Crushed
I remember my first crush. Fourth grade. Michelle W. My teacher moved my desk next to hers. I'll never forget the first thing she said to me: "Great. I have to sit next to this baloney kid." But as time passed, I think we both kind of liked each other. Someone wrote 'I love you' in my notebook, then crossed it out, and I like to think it was her.
Eighth grade. Tracy C. kind of liked me and I really liked her. I never got the courage up to ask her out until we were seniors in college. She said no.
Sophomore year: Fifteen and awkward, this wonderful crazy girl starts talking to me out of the blue and I just can't wait to see her every day in English, but I was afraid to ask her out and she'd probably say no, and then one day I'm at the movies with my friends and she's in the row ahead of me shouting advice to the movie characters, but she's there with some guy who wasn't that much better looking than me, and then some jerk usher got in my face because my ticket was for Wayne's World and not the R-rated Lawnmower Man, which was a lousy movie anyway.
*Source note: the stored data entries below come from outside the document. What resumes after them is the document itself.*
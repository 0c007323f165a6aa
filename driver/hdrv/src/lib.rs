//! AP 驱动操作分发层 (HDRV)
//!
//! 核心站点管理逻辑只与 [`HostapdData`] 打交道；它持有至多一个驱动后端
//! （[`DriverOps`]）与该后端的私有句柄（[`DrvPriv`]）。每个操作先检查
//! “已绑定驱动且声明了该能力”，不满足时返回固定默认值且没有任何副作用，
//! 满足时把参数封装成描述符交给驱动，驱动的返回值原样返回。
//!
//! 功能包括:
//! - 能力集 (caps) - 每个可选操作一位
//! - 驱动接口 (ops) - 可选操作 trait 与私有句柄
//! - 参数描述符 (params) - 单次调用内有效的参数值对象
//! - AP 上下文 (context) - 接口配置、驱动绑定
//! - 分发 (dispatch) - 统一的能力检查入口与各操作的默认值
//! - 占位驱动 (none) - 名为 "none" 的无驱动后端
//! - 驱动注册表 (registry) - 按名查找驱动
//! - 配置文本解析 (cfgfile)

#![no_std]

extern crate alloc;

mod caps;
mod cfgfile;
mod context;
mod dispatch;
pub mod errno;
mod none;
mod ops;
mod params;
mod registry;

#[cfg(test)]
mod test_utils;

pub use caps::DriverCaps;
pub use cfgfile::{parse_config, parse_mac_addr};
pub use context::{ApConf, BssConfig, HostapdData, HostapdIface, SSID_MAX_LEN};
pub use dispatch::{IF_OP_UNSUPPORTED, SCAN_UNSUPPORTED};
pub use none::{DriverNone, DRIVER_NONE, DRIVER_NONE_NAME};
pub use ops::{DriverOps, DrvPriv};
pub use params::{
    DriverIfType, FreqParams, IfAddParams, InitParams, RateSetsParams, ScanParams,
    StaAddParams, StaFlagsParams, TxQueueParams, WpaBssParams, MAX_SCAN_SSIDS,
};
pub use registry::{driver_lookup, driver_names, driver_register, driver_unregister};
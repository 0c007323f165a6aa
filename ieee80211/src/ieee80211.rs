//! IEEE 802.11 类型与常量
//!
//! 地址、信息元素 ID、HT Capabilities 元素布局，以及 AP 侧站点标志位。

/// MAC 地址长度
pub const ETH_ALEN: usize = 6;

/// MAC 地址
pub type MacAddr = [u8; ETH_ALEN];

/// 广播地址
pub const BROADCAST_ADDR: MacAddr = [0xff; ETH_ALEN];

/// 全零地址（未配置）
#[inline]
pub fn is_zero_ether_addr(addr: &MacAddr) -> bool {
    addr.iter().all(|&b| b == 0)
}

/// 组播/广播地址（首字节 I/G 位）
#[inline]
pub fn is_multicast_ether_addr(addr: &MacAddr) -> bool {
    addr[0] & 0x01 != 0
}

/// 802.11 信息元素 ID（WLAN_EID_*）
#[derive(Debug, Clone, Copy, PartialEq, Eq)]
#[repr(u8)]
pub enum WlanEid {
    Ssid = 0,
    SupportedRates = 1,
    DsParams = 3,
    Tim = 5,
    Country = 7,
    ErpInfo = 42,
    HtCapability = 45,
    Rsn = 48,
    ExtSuppRates = 50,
    HtOperation = 61,
    Vendor = 221,
}

impl WlanEid {
    pub const fn as_u8(self) -> u8 {
        self as u8
    }
}

/// HT Capabilities 元素体长度（不含 EID/len 两字节）
pub const HT_CAPABILITIES_LEN: usize = 26;

/// HT Operation 元素体长度
pub const HT_OPERATION_LEN: usize = 22;

/// HT Capabilities 元素体（IEEE 802.11n 7.3.2.56）
///
/// 站点关联时由核心解析出来，经 sta_add 原样交给驱动；多字节字段为主机序。
#[derive(Debug, Clone, Copy, PartialEq, Eq, Default)]
pub struct HtCapabilities {
    pub ht_capabilities_info: u16,
    pub a_mpdu_params: u8,
    pub supported_mcs_set: [u8; 16],
    pub ht_extended_capabilities: u16,
    pub tx_bf_capability_info: u32,
    pub asel_capabilities: u8,
}

impl HtCapabilities {
    /// 从元素体解析（little-endian）；长度不足返回 None
    pub fn from_bytes(body: &[u8]) -> Option<Self> {
        if body.len() < HT_CAPABILITIES_LEN {
            return None;
        }
        let mut mcs = [0u8; 16];
        mcs.copy_from_slice(&body[3..19]);
        Some(Self {
            ht_capabilities_info: u16::from_le_bytes([body[0], body[1]]),
            a_mpdu_params: body[2],
            supported_mcs_set: mcs,
            ht_extended_capabilities: u16::from_le_bytes([body[19], body[20]]),
            tx_bf_capability_info: u32::from_le_bytes([body[21], body[22], body[23], body[24]]),
            asel_capabilities: body[25],
        })
    }

    /// 序列化为元素体
    pub fn to_bytes(&self) -> [u8; HT_CAPABILITIES_LEN] {
        let mut out = [0u8; HT_CAPABILITIES_LEN];
        out[0..2].copy_from_slice(&self.ht_capabilities_info.to_le_bytes());
        out[2] = self.a_mpdu_params;
        out[3..19].copy_from_slice(&self.supported_mcs_set);
        out[19..21].copy_from_slice(&self.ht_extended_capabilities.to_le_bytes());
        out[21..25].copy_from_slice(&self.tx_bf_capability_info.to_le_bytes());
        out[25] = self.asel_capabilities;
        out
    }
}

/// Capability Information 字段位（WLAN_CAPABILITY_*）
pub mod cap_info {
    pub const ESS: u16 = 1 << 0;
    pub const IBSS: u16 = 1 << 1;
    pub const PRIVACY: u16 = 1 << 4;
    pub const SHORT_PREAMBLE: u16 = 1 << 5;
    pub const PBCC: u16 = 1 << 6;
    pub const CHANNEL_AGILITY: u16 = 1 << 7;
    pub const SPECTRUM_MGMT: u16 = 1 << 8;
    pub const SHORT_SLOT_TIME: u16 = 1 << 10;
}

/// AP 侧站点标志（sta_set_flags 的 total/or/and 取值）
pub mod sta_flags {
    pub const AUTH: u32 = 1 << 0;
    pub const ASSOC: u32 = 1 << 1;
    pub const PS: u32 = 1 << 2;
    pub const TIM: u32 = 1 << 3;
    pub const PERM: u32 = 1 << 4;
    pub const AUTHORIZED: u32 = 1 << 5;
    pub const PENDING_POLL: u32 = 1 << 6;
    pub const SHORT_PREAMBLE: u32 = 1 << 7;
    pub const PREAUTH: u32 = 1 << 8;
    pub const WMM: u32 = 1 << 9;
    pub const MFP: u32 = 1 << 10;
    pub const HT: u32 = 1 << 11;
    pub const WPS: u32 = 1 << 12;
    pub const MAYBE_WPS: u32 = 1 << 13;
    pub const NONERP: u32 = 1 << 31;
}
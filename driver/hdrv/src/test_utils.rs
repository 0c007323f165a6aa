//! 测试用记录驱动：把收到的每次调用（含描述符内容）记进句柄里的 [`CallLog`]

use alloc::string::String;
use alloc::vec;
use alloc::vec::Vec;

use ieee80211::{HtCapabilities, HwFeatureData, HwMode, HwModes, MacAddr, ScanRes, ScanResults};

use crate::caps::DriverCaps;
use crate::context::{BssConfig, HostapdData, HostapdIface};
use crate::errno;
use crate::ops::{DriverOps, DrvPriv};
use crate::params::{
    DriverIfType, FreqParams, IfAddParams, InitParams, RateSetsParams, ScanParams, StaAddParams,
    StaFlagsParams, TxQueueParams, WpaBssParams,
};

/// 记录驱动默认返回的状态，与任何未支持默认值都不同
pub const STATUS: Result<(), i32> = Err(-71);

/// 状态为成功时 if_add 返回的接口标识
pub const IF_ID: i32 = 7;

#[derive(Debug, Clone, PartialEq, Eq)]
pub struct InitRecord {
    pub bssid: MacAddr,
    pub ifname: String,
    pub ssid: Vec<u8>,
    pub test_socket: Option<String>,
    pub use_pae_group_addr: bool,
    pub bridge: Vec<Option<String>>,
    pub own_addr: MacAddr,
}

#[derive(Debug, Clone, PartialEq, Eq)]
pub enum Call {
    Init(InitRecord),
    SetIeee8021x {
        ifname: String,
        enabled: bool,
        wpa: i32,
        ieee802_1x: bool,
        wpa_group: i32,
        wpa_pairwise: i32,
        wpa_key_mgmt: i32,
        rsn_preauth: bool,
    },
    SetPrivacy { ifname: String, enabled: bool },
    GetSeqnum { ifname: String, addr: Option<MacAddr>, idx: i32, seq_len: usize },
    Flush,
    SetGenericElem { ifname: String, elem: Vec<u8> },
    GetSsid { ifname: String, buf_len: usize },
    SetSsid { ifname: String, ssid: Vec<u8> },
    SetCountermeasures(bool),
    StaAdd {
        ifname: String,
        addr: MacAddr,
        aid: u16,
        capability: u16,
        supp_rates: Vec<u8>,
        listen_interval: u16,
        ht: Option<HtCapabilities>,
    },
    SetFreq(FreqParams),
    SetRts(i32),
    SetFrag(i32),
    StaSetFlags { addr: MacAddr, total_flags: u32, flags_or: u32, flags_and: u32 },
    SetRateSets { supp: Vec<i32>, basic: Vec<i32>, mode: i32 },
    SetCountry(String),
    SetCtsProtect(i32),
    SetPreamble(i32),
    SetShortSlotTime(i32),
    SetTxQueueParams(TxQueueParams),
    ValidBssMask { addr: MacAddr, mask: MacAddr },
    IfAdd { iface: String, if_type: DriverIfType, ifname: String, addr: Option<MacAddr> },
    IfRemove { if_type: DriverIfType, ifname: String },
    GetHwFeatureData,
    Commit,
    SetHtParams { ifname: String, ht_capab: Vec<u8>, ht_oper: Vec<u8> },
    Scan { ssids: Vec<Vec<u8>>, extra_ies: Vec<u8>, freqs: Vec<i32> },
    GetScanResults,
}

/// 记录驱动的私有状态
#[derive(Debug)]
pub struct CallLog {
    pub calls: Vec<Call>,
    /// 返回 Result 的操作统一返回此值
    pub status: Result<(), i32>,
}

impl Default for CallLog {
    fn default() -> Self {
        Self {
            calls: Vec::new(),
            status: STATUS,
        }
    }
}

pub struct RecordingDriver {
    name: &'static str,
    caps: DriverCaps,
}

impl RecordingDriver {
    pub const fn new(name: &'static str, caps: DriverCaps) -> Self {
        Self { name, caps }
    }
}

pub static RECORD_ALL: RecordingDriver = RecordingDriver::new("record-all", DriverCaps::all());
pub static RECORD_NOTHING: RecordingDriver = RecordingDriver::new("record-nothing", DriverCaps::empty());
pub static RECORD_FREQ_ONLY: RecordingDriver = RecordingDriver::new("record-freq", DriverCaps::SET_FREQ);
pub static RECORD_SCAN_ONLY: RecordingDriver = RecordingDriver::new("record-scan", DriverCaps::SCAN);
pub static RECORD_RESULTS_ONLY: RecordingDriver =
    RecordingDriver::new("record-results", DriverCaps::GET_SCAN_RESULTS);

fn record(drv_priv: &mut DrvPriv, call: Call) -> Result<(), i32> {
    match drv_priv.downcast_mut::<CallLog>() {
        Some(log) => {
            log.calls.push(call);
            log.status
        }
        None => Err(errno::EINVAL),
    }
}

impl DriverOps for RecordingDriver {
    fn name(&self) -> &'static str {
        self.name
    }

    fn capabilities(&self) -> DriverCaps {
        self.caps
    }

    fn hapd_init(&self, params: &InitParams<'_>) -> Option<DrvPriv> {
        let init = InitRecord {
            bssid: *params.bssid,
            ifname: String::from(params.ifname),
            ssid: params.ssid.to_vec(),
            test_socket: params.test_socket.map(String::from),
            use_pae_group_addr: params.use_pae_group_addr,
            bridge: params.bridge.iter().map(|b| b.map(String::from)).collect(),
            own_addr: *params.own_addr,
        };
        Some(DrvPriv::new(CallLog {
            calls: vec![Call::Init(init)],
            ..Default::default()
        }))
    }

    fn hapd_deinit(&self, _priv: DrvPriv) {}

    fn set_ieee8021x(&self, drv_priv: &mut DrvPriv, p: &WpaBssParams<'_>) -> Result<(), i32> {
        record(
            drv_priv,
            Call::SetIeee8021x {
                ifname: String::from(p.ifname),
                enabled: p.enabled,
                wpa: p.wpa,
                ieee802_1x: p.ieee802_1x,
                wpa_group: p.wpa_group,
                wpa_pairwise: p.wpa_pairwise,
                wpa_key_mgmt: p.wpa_key_mgmt,
                rsn_preauth: p.rsn_preauth,
            },
        )
    }

    fn set_privacy(&self, ifname: &str, drv_priv: &mut DrvPriv, enabled: bool) -> Result<(), i32> {
        record(drv_priv, Call::SetPrivacy { ifname: String::from(ifname), enabled })
    }

    fn get_seqnum(
        &self,
        ifname: &str,
        drv_priv: &mut DrvPriv,
        addr: Option<&MacAddr>,
        idx: i32,
        seq: &mut [u8],
    ) -> Result<(), i32> {
        record(
            drv_priv,
            Call::GetSeqnum {
                ifname: String::from(ifname),
                addr: addr.copied(),
                idx,
                seq_len: seq.len(),
            },
        )
    }

    fn hapd_set_countermeasures(&self, drv_priv: &mut DrvPriv, enabled: bool) -> Result<(), i32> {
        record(drv_priv, Call::SetCountermeasures(enabled))
    }

    fn flush(&self, drv_priv: &mut DrvPriv) -> Result<(), i32> {
        record(drv_priv, Call::Flush)
    }

    fn set_generic_elem(&self, ifname: &str, drv_priv: &mut DrvPriv, elem: &[u8]) -> Result<(), i32> {
        record(drv_priv, Call::SetGenericElem { ifname: String::from(ifname), elem: elem.to_vec() })
    }

    fn hapd_get_ssid(&self, ifname: &str, drv_priv: &mut DrvPriv, buf: &mut [u8]) -> Result<usize, i32> {
        const SSID: &[u8] = b"drv-ssd";
        let _ = record(drv_priv, Call::GetSsid { ifname: String::from(ifname), buf_len: buf.len() });
        let n = SSID.len().min(buf.len());
        buf[..n].copy_from_slice(&SSID[..n]);
        Ok(n)
    }

    fn hapd_set_ssid(&self, ifname: &str, drv_priv: &mut DrvPriv, ssid: &[u8]) -> Result<(), i32> {
        record(drv_priv, Call::SetSsid { ifname: String::from(ifname), ssid: ssid.to_vec() })
    }

    fn set_country(&self, drv_priv: &mut DrvPriv, country: &str) -> Result<(), i32> {
        record(drv_priv, Call::SetCountry(String::from(country)))
    }

    fn commit(&self, drv_priv: &mut DrvPriv) -> Result<(), i32> {
        record(drv_priv, Call::Commit)
    }

    fn sta_add(&self, ifname: &str, drv_priv: &mut DrvPriv, p: &StaAddParams<'_>) -> Result<(), i32> {
        record(
            drv_priv,
            Call::StaAdd {
                ifname: String::from(ifname),
                addr: *p.addr,
                aid: p.aid,
                capability: p.capability,
                supp_rates: p.supp_rates.to_vec(),
                listen_interval: p.listen_interval,
                ht: p.ht_capabilities.copied(),
            },
        )
    }

    fn sta_set_flags(&self, drv_priv: &mut DrvPriv, p: &StaFlagsParams<'_>) -> Result<(), i32> {
        record(
            drv_priv,
            Call::StaSetFlags {
                addr: *p.addr,
                total_flags: p.total_flags,
                flags_or: p.flags_or,
                flags_and: p.flags_and,
            },
        )
    }

    fn valid_bss_mask(&self, drv_priv: &mut DrvPriv, addr: &MacAddr, mask: &MacAddr) -> bool {
        let _ = record(drv_priv, Call::ValidBssMask { addr: *addr, mask: *mask });
        false
    }

    fn set_freq(&self, drv_priv: &mut DrvPriv, freq: &FreqParams) -> Result<(), i32> {
        record(drv_priv, Call::SetFreq(*freq))
    }

    fn set_rts(&self, drv_priv: &mut DrvPriv, rts: i32) -> Result<(), i32> {
        record(drv_priv, Call::SetRts(rts))
    }

    fn set_frag(&self, drv_priv: &mut DrvPriv, frag: i32) -> Result<(), i32> {
        record(drv_priv, Call::SetFrag(frag))
    }

    fn set_rate_sets(&self, drv_priv: &mut DrvPriv, p: &RateSetsParams<'_>) -> Result<(), i32> {
        record(
            drv_priv,
            Call::SetRateSets {
                supp: p.supp_rates.to_vec(),
                basic: p.basic_rates.to_vec(),
                mode: p.mode,
            },
        )
    }

    fn set_cts_protect(&self, drv_priv: &mut DrvPriv, value: i32) -> Result<(), i32> {
        record(drv_priv, Call::SetCtsProtect(value))
    }

    fn set_preamble(&self, drv_priv: &mut DrvPriv, value: i32) -> Result<(), i32> {
        record(drv_priv, Call::SetPreamble(value))
    }

    fn set_short_slot_time(&self, drv_priv: &mut DrvPriv, value: i32) -> Result<(), i32> {
        record(drv_priv, Call::SetShortSlotTime(value))
    }

    fn set_tx_queue_params(&self, drv_priv: &mut DrvPriv, p: &TxQueueParams) -> Result<(), i32> {
        record(drv_priv, Call::SetTxQueueParams(*p))
    }

    fn set_ht_params(
        &self,
        ifname: &str,
        drv_priv: &mut DrvPriv,
        ht_capab: &[u8],
        ht_oper: &[u8],
    ) -> Result<(), i32> {
        record(
            drv_priv,
            Call::SetHtParams {
                ifname: String::from(ifname),
                ht_capab: ht_capab.to_vec(),
                ht_oper: ht_oper.to_vec(),
            },
        )
    }

    fn get_hw_feature_data(&self, drv_priv: &mut DrvPriv) -> Option<HwFeatureData> {
        let _ = record(drv_priv, Call::GetHwFeatureData);
        Some(HwFeatureData {
            modes: vec![HwModes {
                mode: HwMode::Ieee80211G,
                ..Default::default()
            }],
            flags: 0,
        })
    }

    fn if_add(&self, iface: &str, drv_priv: &mut DrvPriv, p: &IfAddParams<'_>) -> Result<i32, i32> {
        record(
            drv_priv,
            Call::IfAdd {
                iface: String::from(iface),
                if_type: p.if_type,
                ifname: String::from(p.ifname),
                addr: p.addr.copied(),
            },
        )
        .map(|()| IF_ID)
    }

    fn if_remove(&self, drv_priv: &mut DrvPriv, if_type: DriverIfType, ifname: &str) -> Result<(), i32> {
        record(drv_priv, Call::IfRemove { if_type, ifname: String::from(ifname) })
    }

    fn scan2(&self, drv_priv: &mut DrvPriv, p: &ScanParams<'_>) -> Result<(), i32> {
        record(
            drv_priv,
            Call::Scan {
                ssids: p.ssids.iter().map(|s| s.to_vec()).collect(),
                extra_ies: p.extra_ies.to_vec(),
                freqs: p.freqs.to_vec(),
            },
        )
    }

    fn get_scan_results2(&self, drv_priv: &mut DrvPriv) -> Option<ScanResults> {
        let _ = record(drv_priv, Call::GetScanResults);
        Some(ScanResults {
            res: vec![ScanRes {
                bssid: [0x02, 0, 0, 0, 0, 0x77],
                freq: 2412,
                ..Default::default()
            }],
        })
    }
}

/// 三个 BSS 共享 wlan0，上下文对应中间那个（无网桥）
pub fn test_hapd(driver: Option<&'static dyn DriverOps>) -> HostapdData {
    let iface = HostapdIface::new(vec![
        BssConfig::new("wlan0").with_bridge("br0"),
        BssConfig::new("wlan0_1")
            .with_ssid(b"test-ap")
            .with_test_socket("/tmp/test-sock")
            .with_pae_group_addr(true),
        BssConfig::new("wlan0_2").with_bridge("br2"),
    ]);
    let mut hapd = HostapdData::new(iface, 1, [0x02, 0, 0, 0, 0, 0x01]).unwrap();
    if let Some(drv) = driver {
        hapd.bind_driver(drv);
    }
    hapd.set_drv_priv(DrvPriv::new(CallLog::default()));
    hapd
}

/// 句柄里记录到的调用
pub fn calls(hapd: &HostapdData) -> &[Call] {
    hapd.drv_priv()
        .downcast_ref::<CallLog>()
        .map(|log| log.calls.as_slice())
        .unwrap_or(&[])
}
Or the wonderful coworker who went out of her way to befriend me when I moved to her town at 25, though made it clear that she had a boyfriend. But then she starts calling me in the middle of the night crying, talking about how mean her boyfriend is to her, and even though I have to work the next day, I'd take a cab out to her place so she could cry on my shoulder. And I wanted to say that I'd never treat her like that but refused to be that guy and then by the end of the week, she'd be back with him, because he played college ball and I couldn't compete with that.
I conclusion, love stinks. Except for my wife, the best person in the world.